Detroit, 1941 (Reeds in Water)
Gelatin Silver Print, printed later
8 x 10 inches
Signed recto, lower right, below image, in pencil
Detroit, 1943
Gelatin Silver Print, printed later
8 x 10 inches
Signed in stylus on recto margin.
Within the first few years of the 1940s, he developed nearly all of the subjects that would sustain him through a life in photography. Moholy-Nagy hired Callahan to teach with him in 1946 at the reincarnation of the New Bauhaus, the Institute of Design (from 1944), Illinois Institute of Technology, Chicago, where Callahan continued until arriving at RISD in 1961.
With remarkable insight, Callahan combined Bauhaus innovation with a belief that the medium could express a personal vision. Documenting his life, he developed a singular aesthetic with a drive for experimentation which has had a lasting influence on post-war photography.
Telephone Wires, 1945
Gelatin Silver Print, printed later
10 x 8 inches
Signed in stylus on recto in margin.
"In 1941 I was introduced to a photography that had unlimited possibilities for me. I can honestly say that for the past five years I have devoted every spare moment to thinking about and doing photography as a means of expressing my feelings and visual relationship to life within me and about me… My project could only be to photographs as I felt and desired; to regulate a pleasant form of living; to get up in the morning—free to feel the trees, the grass, the water, sky or building, people— everything that affects us; and to photograph that which I saw and have always felt. This, I know, is not a definite project because life itself is not definite, but it could be part of a lifetime project to help keep photography alive for me and with the hope that it would be alive for someone else."
Harry Callahan
From an early 1940s statement by Harry Callahan in an application for a fellowship from the Museum of Modern Art
Eleanor, Chicago, 1947
Gelatin Silver Print, printed later
4 1/2 x 3 1/4 inches (image size)
7 x 5 1/2 inches (paper size)
Signed in ink on recto.
Among his best-known works are the numerous portraits of his wife, Eleanor, who served as a constant model throughout his career. When Callahan photographed Eleanor, he often combined tightly framed or cropped images with high contrast, reducing Eleanor’s image or figure to a study of abstract forms in light or shadow.
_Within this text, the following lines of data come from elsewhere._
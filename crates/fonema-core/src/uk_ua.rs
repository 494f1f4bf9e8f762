//! Ukrainian phonemizer.
//!
//! Thin adapter over a [`PronunciationSource`]: the source turns text into
//! phoneme symbols and this phonemizer joins them with the caller's
//! separator. No other transformation is applied.
//!
//! ```rust
//! use fonema_core::{FnSource, Phonemizer, UkUaPhonemizer};
//! use std::sync::Arc;
//!
//! let source = FnSource::new("chars", |text: &str| -> anyhow::Result<Vec<String>> {
//!     Ok(text.chars().map(String::from).collect())
//! });
//! let phonemizer = UkUaPhonemizer::new(Arc::new(source));
//! assert_eq!(phonemizer.phonemize("так", "|", None).unwrap(), "т|а|к");
//! ```

use std::collections::BTreeMap;
use std::sync::Arc;

use tracing::{debug, info};

use crate::config::PhonemizerConfig;
use crate::error::FonemaResult;
use crate::phonemizer::Phonemizer;
use crate::punctuation::Punctuation;
use crate::sources::{Availability, EspeakSource, PronunciationSource};

/// Language tag served by [`UkUaPhonemizer`]
pub const UK_UA_LANGUAGE: &str = "uk-UA";

/// Name reported by [`UkUaPhonemizer`]
pub const UK_UA_PHONEMIZER_NAME: &str = "uk_ua_phonemizer";

const UK_UA_PHONEMIZER_VERSION: &str = "0.1.0";

/// Ukrainian phonemizer delegating to a pronunciation source
#[derive(Debug, Clone)]
pub struct UkUaPhonemizer {
    source: Arc<dyn PronunciationSource>,
    config: PhonemizerConfig,
    punctuation: Punctuation,
}

impl UkUaPhonemizer {
    /// Create a phonemizer with default punctuation settings
    #[must_use]
    pub fn new(source: Arc<dyn PronunciationSource>) -> Self {
        Self::with_config(source, PhonemizerConfig::default())
    }

    /// Create a phonemizer with explicit punctuation settings
    #[must_use]
    pub fn with_config(source: Arc<dyn PronunciationSource>, config: PhonemizerConfig) -> Self {
        info!(
            "Creating {} (punctuations: {:?}, keep: {})",
            UK_UA_PHONEMIZER_NAME, config.punctuations, config.keep_punctuation
        );
        let punctuation = Punctuation::new(&config.punctuations);
        Self {
            source,
            config,
            punctuation,
        }
    }

    /// Resolve the pronunciation source and report the outcome
    #[must_use]
    pub fn availability(&self) -> Availability {
        self.source.probe()
    }

    /// Name of the pronunciation source in use
    #[must_use]
    pub fn backend_name(&self) -> &str {
        self.source.backend_name()
    }
}

impl Default for UkUaPhonemizer {
    fn default() -> Self {
        Self::new(Arc::new(EspeakSource::ukrainian()))
    }
}

impl Phonemizer for UkUaPhonemizer {
    fn name(&self) -> &str {
        UK_UA_PHONEMIZER_NAME
    }

    fn supported_languages(&self) -> BTreeMap<String, String> {
        BTreeMap::from([(UK_UA_LANGUAGE.to_string(), "Ukrainian".to_string())])
    }

    fn version(&self) -> &str {
        UK_UA_PHONEMIZER_VERSION
    }

    fn is_available(&self) -> bool {
        self.availability().is_available()
    }

    // The language argument exists for interface uniformity; this
    // phonemizer always treats its input as Ukrainian.
    fn phonemize(&self, text: &str, separator: &str, _language: Option<&str>) -> FonemaResult<String> {
        let symbols = self.source.pronounce(text)?;
        debug!("Phonemized {} chars into {} symbols", text.chars().count(), symbols.len());
        Ok(symbols.join(separator))
    }

    fn language(&self) -> &str {
        UK_UA_LANGUAGE
    }

    fn config(&self) -> &PhonemizerConfig {
        &self.config
    }

    fn punctuation(&self) -> &Punctuation {
        &self.punctuation
    }
}

#[cfg(test)]
mod tests {
    use super::*;
    use crate::sources::{FnSource, LexiconSource};
    use crate::FonemaError;
    use proptest::prelude::*;
    use rstest::rstest;

    fn hello_phonemizer(config: PhonemizerConfig) -> UkUaPhonemizer {
        let source = FnSource::new("fixed", |text: &str| -> anyhow::Result<Vec<String>> {
            Ok(match text {
                "Hello" => vec!["h", "e", "l", "o"].into_iter().map(String::from).collect(),
                _ => Vec::new(),
            })
        });
        UkUaPhonemizer::with_config(Arc::new(source), config)
    }

    fn char_phonemizer() -> UkUaPhonemizer {
        let source = FnSource::new("chars", |text: &str| -> anyhow::Result<Vec<String>> {
            Ok(text.chars().map(String::from).collect())
        });
        UkUaPhonemizer::new(Arc::new(source))
    }

    #[rstest]
    #[case("|", "h|e|l|o")]
    #[case("", "helo")]
    #[case(" ", "h e l o")]
    #[case("--", "h--e--l--o")]
    fn test_phonemize_joins_with_separator(#[case] separator: &str, #[case] expected: &str) {
        let phonemizer = hello_phonemizer(PhonemizerConfig::default());
        assert_eq!(phonemizer.phonemize("Hello", separator, None).unwrap(), expected);
    }

    #[test]
    fn test_phonemize_empty_text() {
        let phonemizer = hello_phonemizer(PhonemizerConfig::default());
        assert_eq!(phonemizer.phonemize("", "|", None).unwrap(), "");
    }

    #[rstest]
    #[case(None)]
    #[case(Some("uk-UA"))]
    #[case(Some("en-US"))]
    fn test_language_argument_is_ignored(#[case] language: Option<&str>) {
        let phonemizer = hello_phonemizer(PhonemizerConfig::default());
        assert_eq!(phonemizer.phonemize("Hello", "|", language).unwrap(), "h|e|l|o");
    }

    #[rstest]
    #[case(PhonemizerConfig::default())]
    #[case(PhonemizerConfig::new("", false))]
    #[case(PhonemizerConfig::new("…«»", true))]
    fn test_constants_ignore_config(#[case] config: PhonemizerConfig) {
        let phonemizer = hello_phonemizer(config);

        assert_eq!(phonemizer.name(), "uk_ua_phonemizer");
        assert_eq!(phonemizer.version(), "0.1.0");
        assert_eq!(phonemizer.language(), "uk-UA");
        assert_eq!(
            phonemizer.supported_languages(),
            BTreeMap::from([("uk-UA".to_string(), "Ukrainian".to_string())])
        );
        assert!(phonemizer.is_supported_language("uk-UA"));
        assert!(!phonemizer.is_supported_language("ru-RU"));
    }

    #[test]
    fn test_default_config() {
        let phonemizer = hello_phonemizer(PhonemizerConfig::default());
        assert_eq!(phonemizer.config().punctuations, ".,!?;:()[]");
        assert!(phonemizer.config().keep_punctuation);
        assert_eq!(phonemizer.punctuation().marks(), ".,!?;:()[]");
    }

    #[test]
    fn test_source_failure_propagates() {
        let source = FnSource::new("broken", |_: &str| -> anyhow::Result<Vec<String>> {
            anyhow::bail!("malformed input")
        });
        let phonemizer = UkUaPhonemizer::new(Arc::new(source));

        let err = phonemizer.phonemize("так", "|", None).unwrap_err();
        assert_eq!(err, FonemaError::pronunciation("malformed input"));
    }

    #[test]
    fn test_unavailable_source() {
        let dir = tempfile::tempdir().unwrap();
        let source = LexiconSource::new(dir.path().join("uk-UA.tsv"));
        let phonemizer = UkUaPhonemizer::new(Arc::new(source));

        assert!(!phonemizer.is_available());
        assert!(matches!(phonemizer.availability(), Availability::Unavailable { .. }));
        assert!(phonemizer.phonemize("так", "|", None).unwrap_err().is_dependency_error());
    }

    #[test]
    fn test_phonemize_with_punctuation_kept() {
        let phonemizer = char_phonemizer();
        let result = phonemizer.phonemize_with_punctuation("так, ні!", "|").unwrap();
        assert_eq!(result, "т|а|к, н|і!");
    }

    #[test]
    fn test_phonemize_with_punctuation_dropped() {
        let source = FnSource::new("chars", |text: &str| -> anyhow::Result<Vec<String>> {
            Ok(text.chars().map(String::from).collect())
        });
        let phonemizer =
            UkUaPhonemizer::with_config(Arc::new(source), PhonemizerConfig::new(".,!?", false));

        let result = phonemizer.phonemize_with_punctuation(" так, ні! ", "|").unwrap();
        assert_eq!(result, "т|а|к| |н|і");
    }

    #[test]
    fn test_phonemize_with_punctuation_only_punctuation() {
        let phonemizer = char_phonemizer();
        assert_eq!(phonemizer.phonemize_with_punctuation("?!", "|").unwrap(), "?!");
        assert_eq!(phonemizer.phonemize_with_punctuation("", "|").unwrap(), "");
    }

    #[rstest]
    #[case("(так", "(т|а|к")]
    #[case("...так", "...т|а|к")]
    #[case("(так) ні", "(т|а|к) н|і")]
    fn test_phonemize_with_punctuation_leading_run(#[case] text: &str, #[case] expected: &str) {
        let phonemizer = char_phonemizer();
        assert_eq!(phonemizer.phonemize_with_punctuation(text, "|").unwrap(), expected);
    }

    proptest! {
        #[test]
        fn prop_phonemize_is_join(text in "\\PC{0,40}", separator in "\\PC{0,3}") {
            let phonemizer = char_phonemizer();
            let expected: Vec<String> = text.chars().map(String::from).collect();
            prop_assert_eq!(
                phonemizer.phonemize(&text, &separator, None).unwrap(),
                expected.join(&separator)
            );
        }
    }
}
Fellow photographer Minor White wrote about Callahan’s work in Aperture’s 1958 Summer issue:
Two traditions of photography merge in the photographs of Harry Callahan; that of the century-old pure photography and the generation-old experimental photography. The second was called The New Vision in 1929 by its pioneers, members of the Bauhaus in Germany. As often happens at the start of an art movement, vigorous rawness marked the pictures of the New Vision. In the three hectic decades since refinement has set about to smooth the awkwardness. Callahan's work in this vein is precise, delicate, exquisite, and mastered. To Callahan, and to many others because of his achievements, experimental photography is not something to be dabbled in, but is a style of expression and a school of creativity.
Weed Against Sky, Detroit, 1948
Gelatin Silver Print
7 x 7 inches
Signed by Artist in pencil on recto.
Chicago, 1948
Gelatin Silver Print, printed later
7 5/8 X 9 5/8 inches
Signed in pencil by artist on print margin recto.
Eleanor, Chicago, 1949
Gelatin Silver Print, printed later
8 x 10 inches
Signed in stylus on recto; signed in pencil on verso
Chicago, 1950 (Trees in Snow)
Gelatin Silver Print, printed later
8 x 10 inches
Signed in pencil on recto bottom right margin.
Unlike what one might expect from a photographer associated with the Institute of Design in Chicago, Callahan's photographs rarely focus on form exclusively to highlight the two-dimensionality of the picture plane. Instead, his work finds an intersection between formal analysis and the experience of it in everyday life. One of his most frequent collaborators in exploring this intersection was his wife Eleanor, who served as subject and muse in many of his pictures.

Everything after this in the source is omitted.